Bernanke took over as Fed chair in February 2006, just before the collapse of the US housing market that triggered a global crisis of epic proportions.
Many analysts say Bernanke's aggressive and unorthodox moves allowed the central bank to prop up the financial system and keep credit flowing, therefore avoiding a repeat of a 1930s-style calamity.
His critics, though, argue that he did little to avert the crisis and may have helped fuel the problems when he was a Fed governor in 2002-2005 under then-chairman Alan Greenspan and subsequently headed the Council of Economic Advisers under former president George W. Bush.
The Nobel jury awarded the prize to Bernanke, 68, along with fellow US economists Douglas Diamond and Philip Dybvig for having "significantly improved our understanding of the role of banks in the economy, particularly during financial crises, as well as how to regulate financial markets."
Bernanke was singled out for his analysis of "the worst economic crisis in modern history" -- the Great Depression in the 1930s. He published a book on his essays about the topic and co-authored another about the 2008 financial crisis.
He is now a senior fellow at the Brookings Institution think tank in Washington and a senior adviser to the asset management firms Pimco and Citadel -- appointments that raised concerns about the "revolving door" between Washington and Wall Street.
- 'Creative leadership' -
In recognition for his actions during the global financial crisis, he was named TIME magazine's "Person of the Year" for 2009.
TIME honored the former Princeton University professor as "the most important player guiding the world's most important economy."
"His creative leadership helped ensure that 2009 was a period of weak recovery rather than catastrophic depression," TIME senior writer Michael Grunwald wrote.
Grunwald said at the time that Bernanke still wielded "unrivaled power over our money, our jobs, our savings and our national future."
Bernanke served as central bank chief under Bush and was kept on the job by the Republican leader's Democratic successor, Barack Obama.
The former central banker has stressed the importance of transparency in the Fed's communications, stepping away from Greenspan's turgid, jargon-laden statements.
And unlike his predecessor, Bernanke talked often to reporters.
Joseph Brusuelas, a director at Moody's Analytics, once said that the Fed's unorthodox response to the global financial crisis was "without precedent" as it slashed its policy rate to zero and "flooded the financial system with liquidity."
The Fed's moves, Brusuelas said, "slowly rebuilt confidence in the banking system."

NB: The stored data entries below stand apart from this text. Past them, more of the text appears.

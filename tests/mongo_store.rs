//! Store behaviour against a live MongoDB.
//!
//! Run with `BOOKLIST_TEST_MONGODB_URI=mongodb://localhost:27017 cargo test -- --ignored`.

use booklist_app::books::models::{CreateBookListing, UpdateBookListing};
use booklist_app::books::store::{BookStore, BookStoreError, MongoBookStore};
use booklist_kernel::settings::DatabaseSettings;
use mongodb::bson::oid::ObjectId;

async fn store() -> (MongoBookStore, String) {
    let uri = std::env::var("BOOKLIST_TEST_MONGODB_URI")
        .unwrap_or_else(|_| "mongodb://localhost:27017".to_string());
    let collection = format!("booklist_{}", ObjectId::new().to_hex());
    let settings = DatabaseSettings {
        uri,
        name: "book_test".to_string(),
        collection: collection.clone(),
        operation_timeout_secs: 5,
    };
    (MongoBookStore::connect(&settings).await.unwrap(), collection)
}

async fn drop_collection(store: &MongoBookStore, name: &str) {
    store
        .database()
        .collection::<mongodb::bson::Document>(name)
        .drop()
        .await
        .unwrap();
}

fn listing(title: &str, author: &str) -> CreateBookListing {
    CreateBookListing {
        title: title.to_string(),
        description: format!("{title} description"),
        author: author.to_string(),
    }
}

#[tokio::test]
#[ignore = "requires a running MongoDB"]
async fn dune_lifecycle() {
    let (store, collection) = store().await;

    let created = store
        .create(CreateBookListing {
            title: "Dune".to_string(),
            description: "Desert planet epic".to_string(),
            author: "Herbert".to_string(),
        })
        .await
        .unwrap();
    assert_eq!(created.id.len(), 24);
    assert!(ObjectId::parse_str(&created.id).is_ok());

    let fetched = store.get_by_id(&created.id).await.unwrap();
    assert_eq!(fetched, created);

    let by_author = store.get_by_author("Herbert").await.unwrap();
    assert_eq!(by_author, vec![created.clone()]);

    let updated = store
        .update(
            &created.id,
            UpdateBookListing {
                author: Some("F. Herbert".to_string()),
                ..UpdateBookListing::default()
            },
        )
        .await
        .unwrap();
    assert_eq!(updated.title, "Dune");
    assert_eq!(updated.description, "Desert planet epic");
    assert_eq!(updated.author, "F. Herbert");
    assert!(updated.added_on >= created.added_on);

    assert!(store.get_by_author("Herbert").await.unwrap().is_empty());
    assert_eq!(store.get_by_author("F. Herbert").await.unwrap(), vec![updated]);

    let confirmation = store.delete_by_id(&created.id).await.unwrap();
    assert_eq!(confirmation.deleted_book_id, created.id);
    assert_eq!(confirmation.deleted_count, 1);

    let err = store.get_by_id(&created.id).await.unwrap_err();
    assert!(matches!(err, BookStoreError::NotFound { .. }));

    let again = store.delete_by_id(&created.id).await.unwrap();
    assert_eq!(again.deleted_count, 0);

    drop_collection(&store, &collection).await;
}

#[tokio::test]
#[ignore = "requires a running MongoDB"]
async fn get_all_and_exact_author_match() {
    let (store, collection) = store().await;

    let a = store.create(listing("A", "Le Guin")).await.unwrap();
    let b = store.create(listing("B", "le guin")).await.unwrap();
    let c = store.create(listing("C", "Le Guin")).await.unwrap();

    let all: Vec<_> = store
        .get_all()
        .await
        .unwrap()
        .into_iter()
        .map(|book| book.id)
        .collect();
    assert_eq!(all.len(), 3);
    for id in [&a.id, &b.id, &c.id] {
        assert!(all.contains(id));
    }

    let mut exact: Vec<_> = store
        .get_by_author("Le Guin")
        .await
        .unwrap()
        .into_iter()
        .map(|book| book.id)
        .collect();
    exact.sort();
    let mut expected = vec![a.id.clone(), c.id.clone()];
    expected.sort();
    assert_eq!(exact, expected);

    drop_collection(&store, &collection).await;
}

#[tokio::test]
#[ignore = "requires a running MongoDB"]
async fn missing_and_malformed_ids() {
    let (store, collection) = store().await;
    let missing = ObjectId::new().to_hex();

    assert!(matches!(
        store.get_by_id(&missing).await,
        Err(BookStoreError::NotFound { .. })
    ));
    assert!(matches!(
        store.update(&missing, UpdateBookListing::default()).await,
        Err(BookStoreError::NotFound { .. })
    ));
    assert!(matches!(
        store.get_by_id("not-hex").await,
        Err(BookStoreError::InvalidId { .. })
    ));
    assert!(matches!(
        store.delete_by_id("not-hex").await,
        Err(BookStoreError::InvalidId { .. })
    ));

    drop_collection(&store, &collection).await;
}
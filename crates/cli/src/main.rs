use anyhow::Context;
use booklist_app::app::{self, StoreBackend};
use booklist_kernel::settings::Settings;
use clap::{Parser, Subcommand};

/// Book listing service command-line interface
#[derive(Debug, Parser)]
#[command(name = "booklist", version, about)]
struct Cli {
    #[command(subcommand)]
    command: Command,
}

#[derive(Debug, Subcommand)]
enum Command {
    /// Run the HTTP service
    Serve {
        /// Keep listings in process memory instead of MongoDB
        #[arg(long)]
        in_memory: bool,
    },
    /// Connect to the configured database and ping it
    Check,
    /// Print the resolved settings as JSON
    Config,
}

#[tokio::main]
async fn main() -> anyhow::Result<()> {
    let cli = Cli::parse();

    let settings = Settings::load().with_context(|| "failed to load booklist settings")?;

    match cli.command {
        Command::Serve { in_memory } => {
            booklist_telemetry::init(&settings.telemetry)?;
            let backend = if in_memory {
                StoreBackend::InMemory
            } else {
                StoreBackend::Mongo
            };
            app::serve(settings, backend).await
        }
        Command::Check => {
            booklist_telemetry::init(&settings.telemetry)?;
            booklist_db::connect(&settings.database).await?;
            println!(
                "database '{}' is reachable (collection '{}')",
                settings.database.name, settings.database.collection
            );
            Ok(())
        }
        Command::Config => {
            let rendered = serde_json::to_string_pretty(&settings)
                .context("failed to render settings")?;
            println!("{rendered}");
            Ok(())
        }
    }
}
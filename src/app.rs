//! Service bootstrap: store construction, module registration, and the HTTP lifecycle.

use std::sync::Arc;

use anyhow::Context;
use booklist_db::DatabaseModule;
use booklist_kernel::{settings::Settings, InitCtx, ModuleRegistry};

use crate::modules::{
    self,
    books::store::{BookStore, InMemoryBookStore, MongoBookStore},
};

/// Where book listings are kept.
#[derive(Debug, Clone, Copy, PartialEq, Eq, Default)]
pub enum StoreBackend {
    #[default]
    Mongo,
    /// Process-local store; contents are lost on exit.
    InMemory,
}

/// Construct the store and register every module that depends on it.
///
/// A MongoDB backend that cannot be reached fails here, before anything is served.
pub async fn build_registry(
    settings: &Settings,
    backend: StoreBackend,
) -> anyhow::Result<ModuleRegistry> {
    let mut registry = ModuleRegistry::new();

    let store: Arc<dyn BookStore> = match backend {
        StoreBackend::Mongo => {
            let store = MongoBookStore::connect(&settings.database)
                .await
                .context("book store is unavailable")?;
            registry.register_core(Arc::new(DatabaseModule::new(
                store.database().clone(),
                settings.database.operation_timeout(),
            )));
            Arc::new(store)
        }
        StoreBackend::InMemory => {
            tracing::warn!("using the in-memory book store; listings will not be persisted");
            Arc::new(InMemoryBookStore::new())
        }
    };

    modules::register_all(&mut registry, store);
    Ok(registry)
}

/// Run the service until a shutdown signal arrives.
pub async fn serve(settings: Settings, backend: StoreBackend) -> anyhow::Result<()> {
    tracing::info!(
        env = ?settings.environment,
        database = %settings.database.name,
        collection = %settings.database.collection,
        ?backend,
        "booklist bootstrap starting"
    );

    let registry = build_registry(&settings, backend).await?;
    let ctx = InitCtx {
        settings: &settings,
    };

    registry.boot(&ctx).await?;
    tracing::info!(
        core = registry.core_module_count(),
        custom = registry.custom_module_count(),
        "booklist bootstrap complete"
    );

    let served = booklist_http::start_server(&registry, &settings).await;

    registry
        .shutdown()
        .await
        .context("failed to stop modules")?;
    served
}

#[cfg(test)]
mod tests {
    use super::*;
    use axum::{
        body::{to_bytes, Body},
        http::{Request, StatusCode},
    };
    use tower::ServiceExt;

    #[tokio::test]
    async fn in_memory_registry_serves_books() {
        let settings = Settings::default();
        let registry = build_registry(&settings, StoreBackend::InMemory)
            .await
            .unwrap();

        assert_eq!(registry.core_module_count(), 0);
        assert!(registry.get_module("books").is_some());

        let ctx = InitCtx {
            settings: &settings,
        };
        registry.boot(&ctx).await.unwrap();

        let app = booklist_http::build_router(&registry, &settings);
        let response = app
            .clone()
            .oneshot(
                Request::builder()
                    .method("POST")
                    .uri("/api/books")
                    .header("content-type", "application/json")
                    .body(Body::from(
                        r#"{"title":"Dune","description":"Desert planet epic","author":"Herbert"}"#,
                    ))
                    .unwrap(),
            )
            .await
            .unwrap();
        assert_eq!(response.status(), StatusCode::CREATED);

        let response = app
            .oneshot(
                Request::builder()
                    .uri("/docs/openapi.json")
                    .body(Body::empty())
                    .unwrap(),
            )
            .await
            .unwrap();
        let bytes = to_bytes(response.into_body(), usize::MAX).await.unwrap();
        let spec: serde_json::Value = serde_json::from_slice(&bytes).unwrap();
        assert!(spec["paths"]["/api/books/{id}"]["patch"].is_object());

        registry.shutdown().await.unwrap();
    }

    #[tokio::test]
    async fn other_methods_on_books_health_get_error_envelope() {
        let settings = Settings::default();
        let registry = build_registry(&settings, StoreBackend::InMemory)
            .await
            .unwrap();
        let app = booklist_http::build_router(&registry, &settings);

        let response = app
            .oneshot(
                Request::builder()
                    .method("DELETE")
                    .uri("/api/books/health")
                    .body(Body::empty())
                    .unwrap(),
            )
            .await
            .unwrap();
        assert_eq!(response.status(), StatusCode::METHOD_NOT_ALLOWED);

        let bytes = to_bytes(response.into_body(), usize::MAX).await.unwrap();
        let body: serde_json::Value = serde_json::from_slice(&bytes).unwrap();
        assert_eq!(body["error"]["code"], "method_not_allowed");
    }

    #[tokio::test]
    async fn unreachable_mongo_fails_startup() {
        let mut settings = Settings::default();
        settings.database.uri = "mongodb://127.0.0.1:1/?connectTimeoutMS=200".to_string();
        settings.database.operation_timeout_secs = 1;

        let result = build_registry(&settings, StoreBackend::Mongo).await;
        assert!(result.is_err());
    }
}
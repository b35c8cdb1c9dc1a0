pub mod books;

use std::sync::Arc;

use booklist_kernel::ModuleRegistry;

use books::store::BookStore;

/// Register all project-specific modules with the registry
pub fn register_all(registry: &mut ModuleRegistry, store: Arc<dyn BookStore>) {
    registry.register_custom(books::create_module(store));
}
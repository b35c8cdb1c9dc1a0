//! Data access for the `booklist` collection.
//!
//! [`BookStore`] is the seam between the HTTP handlers and persistence.
//! [`MongoBookStore`] talks to MongoDB; [`InMemoryBookStore`] keeps the same
//! semantics in process for tests and local runs without a database.

mod memory;
mod mongo;

pub use memory::InMemoryBookStore;
pub use mongo::MongoBookStore;

use async_trait::async_trait;
use mongodb::bson::oid::ObjectId;
use thiserror::Error;

use super::models::{BookListing, CreateBookListing, DeleteConfirmation, UpdateBookListing};

/// Store operations, used for log messages and error context.
#[derive(Debug, Clone, Copy, PartialEq, Eq)]
pub enum Operation {
    GetBook,
    GetBooks,
    GetBooksByAuthor,
    CreateBook,
    UpdateBook,
    DeleteBook,
}

impl Operation {
    pub fn as_str(self) -> &'static str {
        match self {
            Operation::GetBook => "get_book",
            Operation::GetBooks => "get_books",
            Operation::GetBooksByAuthor => "get_books_by_author",
            Operation::CreateBook => "create_book",
            Operation::UpdateBook => "update_book",
            Operation::DeleteBook => "delete_book",
        }
    }

    fn success_message(self) -> &'static str {
        match self {
            Operation::GetBook => "book fetched successfully",
            Operation::GetBooks | Operation::GetBooksByAuthor => "books fetched successfully",
            Operation::CreateBook => "book created successfully",
            Operation::UpdateBook => "book successfully updated by id",
            Operation::DeleteBook => "book deleted successfully",
        }
    }

    fn failure_message(self) -> &'static str {
        match self {
            Operation::GetBook | Operation::GetBooks | Operation::GetBooksByAuthor => {
                "error while fetching book"
            }
            Operation::CreateBook => "error while creating book",
            Operation::UpdateBook => "error while updating book by id",
            Operation::DeleteBook => "error while deleting book",
        }
    }
}

impl std::fmt::Display for Operation {
    fn fmt(&self, f: &mut std::fmt::Formatter<'_>) -> std::fmt::Result {
        f.write_str(self.as_str())
    }
}

#[derive(Error, Debug)]
pub enum BookStoreError {
    #[error("'{id}' is not a valid book id")]
    InvalidId { id: String },

    #[error("book '{id}' not found")]
    NotFound { id: String },

    #[error("{operation} timed out")]
    Timeout { operation: Operation },

    #[error("{operation} failed: {source}")]
    Database {
        operation: Operation,
        #[source]
        source: mongodb::error::Error,
    },

    #[error("store returned a non-ObjectId inserted id")]
    MissingInsertedId,
}

/// CRUD operations over book listings.
///
/// Every call is an independent round trip; implementations hold no state
/// beyond their connection (or in-process collection).
#[async_trait]
pub trait BookStore: Send + Sync {
    async fn get_by_id(&self, id: &str) -> Result<BookListing, BookStoreError>;

    /// Every listing in store order.
    async fn get_all(&self) -> Result<Vec<BookListing>, BookStoreError>;

    /// Listings whose author equals `author` exactly (case-sensitive).
    async fn get_by_author(&self, author: &str) -> Result<Vec<BookListing>, BookStoreError>;

    /// Insert a listing. The result is built from `input`, not re-read.
    async fn create(&self, input: CreateBookListing) -> Result<BookListing, BookStoreError>;

    /// Apply a partial update and return the document as stored afterwards.
    async fn update(
        &self,
        id: &str,
        input: UpdateBookListing,
    ) -> Result<BookListing, BookStoreError>;

    /// Delete at most one listing. Deleting an absent id is not an error.
    async fn delete_by_id(&self, id: &str) -> Result<DeleteConfirmation, BookStoreError>;
}

/// Decode an external hex id into the stored identifier.
pub fn parse_book_id(id: &str) -> Result<ObjectId, BookStoreError> {
    ObjectId::parse_str(id).map_err(|_| BookStoreError::InvalidId { id: id.to_string() })
}

/// Log the outcome of a store operation and hand the result back.
fn record<T>(
    operation: Operation,
    book_id: Option<&str>,
    result: Result<T, BookStoreError>,
) -> Result<T, BookStoreError> {
    let book_id = book_id.unwrap_or_default();
    match &result {
        Ok(_) => tracing::info!(
            operation = %operation,
            book_id,
            "{}",
            operation.success_message()
        ),
        Err(err @ (BookStoreError::InvalidId { .. } | BookStoreError::NotFound { .. })) => {
            tracing::warn!(
                operation = %operation,
                book_id,
                error = %err,
                "{}",
                operation.failure_message()
            )
        }
        Err(err) => tracing::error!(
            operation = %operation,
            book_id,
            error = %err,
            "{}",
            operation.failure_message()
        ),
    }
    result
}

Jeffrey Sachs, economist at Columbia University, said "a depression seemed possible" at the time of the Lehman Brothers collapse in September 2008, but action by central banks "prevented financial markets from crashing."
- Lehman 'blunder' -
But others criticized him for failing to better predict the severity of the economic crisis: in 2007, when the first signs of the subprime mortgage crisis emerged, Bernanke assured Congress that the fallout would be limited.
Others accuse Bernanke of failing to act quickly to cut interest rates once the scale of the crisis emerged. The Fed instead adopted a go-slow posture on cutting rates, before making an emergency cut in January 2008.
Among Bernanke critics, the late economist Allan Meltzer at Carnegie Mellon University said the Lehman collapse represented a mistake of historic proportions.
"Allowing Lehman to fail without warning is one of the worst blunders in Federal Reserve history," he wrote in a Wall Street Journal essay.
Bernanke was born on December 13, 1953 in Augusta, Georgia, to a pharmacist father and a schoolteacher mother. He grew up in a Jewish household, a minority in the heavily Christian community.
He spent his childhood in Dillon, South Carolina -- a farm town with a population of 7,500 -- and was a star scholar, achieving a near-perfect score in the Scholastic Aptitude Test (SAT), a university entrance exam.
He studied economics at Harvard and graduated with top honors in 1975, then went on to obtain a PhD in economics from the Massachusetts Institute of Technology.
He worked at Princeton for 17 years before joining the Federal Reserve Board in 2002.